Apache Hive : Different TIMESTAMP types
Overview
The following overview depicts the desired timestamp semantics in comparison to the SQL standard and selected database vendors:
TIMESTAMP and TIMESTAMP WITHOUT TIME ZONE
The TIMESTAMP and TIMESTAMP WITHOUT TIME ZONE types shall behave like the LocalDateTime class of Java, i.e., each value is a recording of what can be seen on a calendar and a clock hanging on the wall, for example “1969-07-20 16:17:39”. It can be decomposed into year, month, day, hour, minute and seconds fields, but with no time zone information available, it does not correspond to any specific point in time.
This behaviour is consistent with the SQL standard (revisions 2003 and higher).
TIMESTAMP WITH LOCAL TIME ZONE
The TIMESTAMP WITH LOCAL TIME ZONE type shall behave like the Instant class of Java, i.e., each value identifies a single time instant, but does not contain any explicit timezone information. To achieve this semantics, the processing of timestamp literals involves an implicit normalization from the session-local time zone to a predefined one (typically but not necessarily UTC), while displaying the stored timestamps involves an implicit conversion from the predefined time zone to the session-local one. Although a predefined time zone (typically UTC) was explicitly mentioned above, it is not a part of the individual values but of the definition of the whole type instead. As such, every value that gets stored has to be normalized to this predefined time zone and therefore its original time zone information gets lost.
For example, if the calendar and clock hanging on the wall shows 1969-07-20 16:17:39 according to Eastern Daylight Time, that must be stored as “1969-07-20 20:17:39”, because that UTC time corresponds to the same instant.
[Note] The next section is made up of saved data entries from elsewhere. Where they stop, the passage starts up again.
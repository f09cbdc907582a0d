//! Page fetching with a single retry.

use log::{debug, info, warn};
use tokio_retry::RetryIf;
use url::Url;

use crate::error_handling::{
    categorize_reqwest_error, get_retry_strategy, is_retriable_error, ScrapeError,
};

/// Fetches the body of `url`.
///
/// Non-success statuses are failures. A transient failure (timeout, connect or
/// request error, 429, 5xx) is retried once after a fixed delay; permanent
/// failures are returned immediately.
///
/// # Errors
///
/// Returns `ScrapeError::Fetch` carrying the categorized last failure.
pub async fn fetch_page(client: &reqwest::Client, url: &Url) -> Result<String, ScrapeError> {
    info!("Fetching {url}");
    let start = std::time::Instant::now();

    let result = RetryIf::spawn(
        get_retry_strategy(),
        || async move {
            let response = client.get(url.as_str()).send().await?;
            debug!("{url} responded with status {}", response.status());
            response.error_for_status()?.text().await
        },
        |error: &reqwest::Error| {
            let retriable = is_retriable_error(error);
            if retriable {
                warn!("Retrying {url} after transient failure: {error}");
            }
            retriable
        },
    )
    .await;

    match result {
        Ok(body) => {
            debug!(
                "Fetched {} bytes from {url} in {:.2}s",
                body.len(),
                start.elapsed().as_secs_f64()
            );
            Ok(body)
        }
        Err(source) => {
            let kind = categorize_reqwest_error(&source);
            warn!("Failed to fetch {url}: {kind}");
            Err(ScrapeError::Fetch {
                url: url.to_string(),
                kind,
                source,
            })
        }
    }
}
When reading that value back, we no longer know that it originated from an EDT time and we can only display it in some fixed time zone (either local or UTC or specified by the user).
This behaviour is consistent with some major DB engines, which is the best we can do as no type is defined by the SQL standard that would have this behaviour.
TIMESTAMP WITH TIME ZONE
The TIMESTAMP WITH TIME ZONE type shall behave like the OffsetDateTime class of Java, i.e., each individual value includes a time zone offset as well. This definition leads to timestamps that not only identify specific time instants unambiguously, but also allow retrieval of the originating time zone offset.
If we stored the same timestamp as above using this semantics, then the original timestamp literal could be reconstructed including some time zone information, for example “1969-07-20 16:17:39 (UTC -04:00)”. (The primary fields are typically still stored normalized to UTC to make comparison of timestamps more efficient, but this is an implementation detail and does not affect the behaviour of the type.)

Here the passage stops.